Time Series – Analyzing Correlation Between Two Time Series

time series

What is the easiest way / method to compute the correlation between two time series that are exactly the same size? I thought of multiplying $(x[t]-\mu_x)$ and $(y[t] – \mu_y)$, and adding up the multiplication. So if this single number was positive, can we say these two series are correlated? I can think of some examples however where a linearly another exponentially growing time series would have no relation to eachother, but the computation above would report they were correlated.

Any thoughts?

Best Answer

Macro's point is correct the proper way to compare for relationships between time series is by the cross-correlation function (assuming stationarity). Having the same length is not essential. The cross correlation at lag 0 just computes a correlation like doing the Pearson correlation estimate pairing the data at the identical time points. If they do have the same length as you are assuming, you will have exact T pairs where T is the number of time points for each series.

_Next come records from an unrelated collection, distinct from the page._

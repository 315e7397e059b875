//! Authenticator backends.
//!
//! The CTAP exchange and device transport live behind
//! [`AuthenticatorBackend`]. The race logic only needs two operations from
//! it: list the attached devices, and run one blocking assertion against one
//! of them while honouring a shared [`CancelSignal`].
//!
//! ## Backends
//!
//! - [`MockBackend`] - Simulated authenticators (testing and demos)

#[cfg(feature = "mock")]
mod mock;

#[cfg(feature = "mock")]
pub use mock::{MockBackend, MockBackendConfig, MockDevice, Touch};

use serde::{Deserialize, Serialize};

use crate::context::ChallengeContext;
use crate::encoding;
use crate::error::DeviceError;
use crate::signal::CancelSignal;

/// Opaque reference to one attached authenticator.
#[derive(Debug, Clone, PartialEq, Eq, Hash)]
pub struct DeviceHandle {
    /// Backend-specific device path (e.g. a hidraw node).
    pub path: String,
    /// Human-readable product name, when the backend knows it.
    pub product: Option<String>,
}

impl DeviceHandle {
    pub fn new(path: impl Into<String>) -> Self {
        Self {
            path: path.into(),
            product: None,
        }
    }

    pub fn with_product(mut self, product: impl Into<String>) -> Self {
        self.product = Some(product.into());
        self
    }
}

impl std::fmt::Display for DeviceHandle {
    fn fmt(&self, f: &mut std::fmt::Formatter<'_>) -> std::fmt::Result {
        match &self.product {
            Some(product) => write!(f, "{product} ({})", self.path),
            None => write!(f, "{}", self.path),
        }
    }
}

/// Progress reported by a device while it waits.
#[derive(Debug, Clone, Copy, PartialEq, Eq)]
pub enum KeepaliveStatus {
    Processing,
    /// The device is waiting for a physical touch.
    UserPresenceNeeded,
}

/// A signed assertion produced by an authenticator.
#[derive(Debug, Clone, PartialEq, Eq, Serialize, Deserialize)]
pub struct Assertion {
    #[serde(with = "encoding::base64url")]
    pub credential_id: Vec<u8>,
    #[serde(with = "encoding::base64url")]
    pub authenticator_data: Vec<u8>,
    #[serde(with = "encoding::base64url")]
    pub signature: Vec<u8>,
    #[serde(
        with = "encoding::base64url_option",
        default,
        skip_serializing_if = "Option::is_none"
    )]
    pub user_handle: Option<Vec<u8>>,
}

/// Raw answer of a backend to one `get_assertion` call.
#[derive(Debug, Clone, PartialEq, Eq)]
pub struct AssertionResponse {
    pub client_data: Vec<u8>,
    pub assertions: Vec<Assertion>,
}

impl AssertionResponse {
    /// Keep the first assertion, as a relying party expects exactly one.
    pub fn into_result(self) -> Result<AssertionResult, DeviceError> {
        let assertion = self
            .assertions
            .into_iter()
            .next()
            .ok_or_else(|| DeviceError::Protocol("device returned no assertions".into()))?;

        Ok(AssertionResult {
            client_data: self.client_data,
            assertion,
        })
    }
}

/// The winning (client data, assertion) pair of a race.
#[derive(Debug, Clone, PartialEq, Eq, Serialize, Deserialize)]
pub struct AssertionResult {
    #[serde(with = "encoding::base64url")]
    pub client_data: Vec<u8>,
    pub assertion: Assertion,
}

/// Device communication layer.
///
/// Implementations must be thread-safe (`Send + Sync`): one backend is
/// shared by every worker of a race.
pub trait AuthenticatorBackend: Send + Sync {
    /// List the attached authenticators. An empty list is not an error.
    fn enumerate(&self) -> Result<Vec<DeviceHandle>, DeviceError>;

    /// Ask `device` for an assertion over `context`.
    ///
    /// Blocks until the device answers or fails. `cancel` is the call's
    /// timeout input: once it is set the call must return
    /// [`DeviceError::Timeout`] promptly. `on_keepalive` is invoked with
    /// progress updates while the device waits.
    fn get_assertion(
        &self,
        device: &DeviceHandle,
        context: &ChallengeContext,
        cancel: &CancelSignal,
        on_keepalive: &mut dyn FnMut(KeepaliveStatus),
    ) -> Result<AssertionResponse, DeviceError>;
}
//! The immutable challenge bundle shared by every worker of one attempt.

use serde::{Deserialize, Serialize};
use tracing::debug;
use url::Url;

use crate::encoding;
use crate::error::{KeytapError, Result};

/// Relying party the assertion is produced for.
#[derive(Debug, Clone, PartialEq, Eq, Serialize, Deserialize)]
pub struct RelyingParty {
    pub id: String,
    pub name: String,
}

impl RelyingParty {
    /// Derive the relying party from the identity provider's base URL.
    ///
    /// The id is the URL without its scheme: the host, plus the port when it
    /// is not the scheme's default.
    pub fn from_base_url(base_url: &Url) -> Result<Self> {
        let host = base_url
            .host_str()
            .ok_or_else(|| KeytapError::InvalidBaseUrl(format!("{base_url} has no host")))?;

        let id = match base_url.port() {
            Some(port) => format!("{host}:{port}"),
            None => host.to_string(),
        };

        Ok(Self {
            name: id.clone(),
            id,
        })
    }
}

#[derive(Debug, Clone, Copy, PartialEq, Eq, Serialize, Deserialize)]
pub enum CredentialType {
    #[serde(rename = "public-key")]
    PublicKey,
}

impl std::fmt::Display for CredentialType {
    fn fmt(&self, f: &mut std::fmt::Formatter<'_>) -> std::fmt::Result {
        match self {
            Self::PublicKey => write!(f, "public-key"),
        }
    }
}

/// One entry of the allow-list.
#[derive(Debug, Clone, PartialEq, Eq, Serialize, Deserialize)]
pub struct CredentialDescriptor {
    #[serde(rename = "type")]
    pub credential_type: CredentialType,
    #[serde(with = "encoding::base64url")]
    pub id: Vec<u8>,
}

impl CredentialDescriptor {
    pub fn public_key(id: Vec<u8>) -> Self {
        Self {
            credential_type: CredentialType::PublicKey,
            id,
        }
    }

    /// Decode a base64url credential id as handed out by the identity provider.
    pub fn from_base64url(credential_id: &str) -> Result<Self> {
        let id = encoding::decode(credential_id)?;
        Ok(Self::public_key(id))
    }
}

/// Everything a device needs to answer one authentication challenge.
#[derive(Debug, Clone, PartialEq, Eq)]
pub struct ChallengeContext {
    pub relying_party: RelyingParty,
    pub origin: Url,
    pub challenge: Vec<u8>,
    pub allow_list: Vec<CredentialDescriptor>,
}

impl ChallengeContext {
    /// Build a context from raw identity provider input.
    ///
    /// Fails on an unusable base URL or a credential id that is not valid
    /// base64url. Nothing here touches a device.
    pub fn new(base_url: &str, challenge: impl Into<Vec<u8>>, credential_id: &str) -> Result<Self> {
        let origin = Url::parse(base_url)
            .map_err(|e| KeytapError::InvalidBaseUrl(format!("{base_url}: {e}")))?;

        if !matches!(origin.scheme(), "https" | "http") {
            return Err(KeytapError::InvalidBaseUrl(format!(
                "{base_url}: unsupported scheme {}",
                origin.scheme()
            )));
        }

        let relying_party = RelyingParty::from_base_url(&origin)?;
        let credential = CredentialDescriptor::from_base64url(credential_id)?;

        debug!(
            rp_id = %relying_party.id,
            credential = %hex::encode(&credential.id[..credential.id.len().min(8)]),
            "Built challenge context"
        );

        Ok(Self::from_parts(
            relying_party,
            origin,
            challenge.into(),
            vec![credential],
        ))
    }

    pub fn from_parts(
        relying_party: RelyingParty,
        origin: Url,
        challenge: Vec<u8>,
        allow_list: Vec<CredentialDescriptor>,
    ) -> Self {
        Self {
            relying_party,
            origin,
            challenge,
            allow_list,
        }
    }

    /// Whether `credential_id` appears in the allow-list.
    pub fn allows(&self, credential_id: &[u8]) -> bool {
        self.allow_list.iter().any(|c| c.id == credential_id)
    }
}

Lag 1 cross correlation matches time t from series 1 with time t+1 in series 2. Note that here even though the series are the same length you only have T-2 pair as one point in the first series has no match in the second and one other point in the second series will not have a match from the first. Given these two series you can estimate the cross-correlation at several lags . If any of the cross correlations is statistically significantly different from 0 it will indicate a correlation between the two series.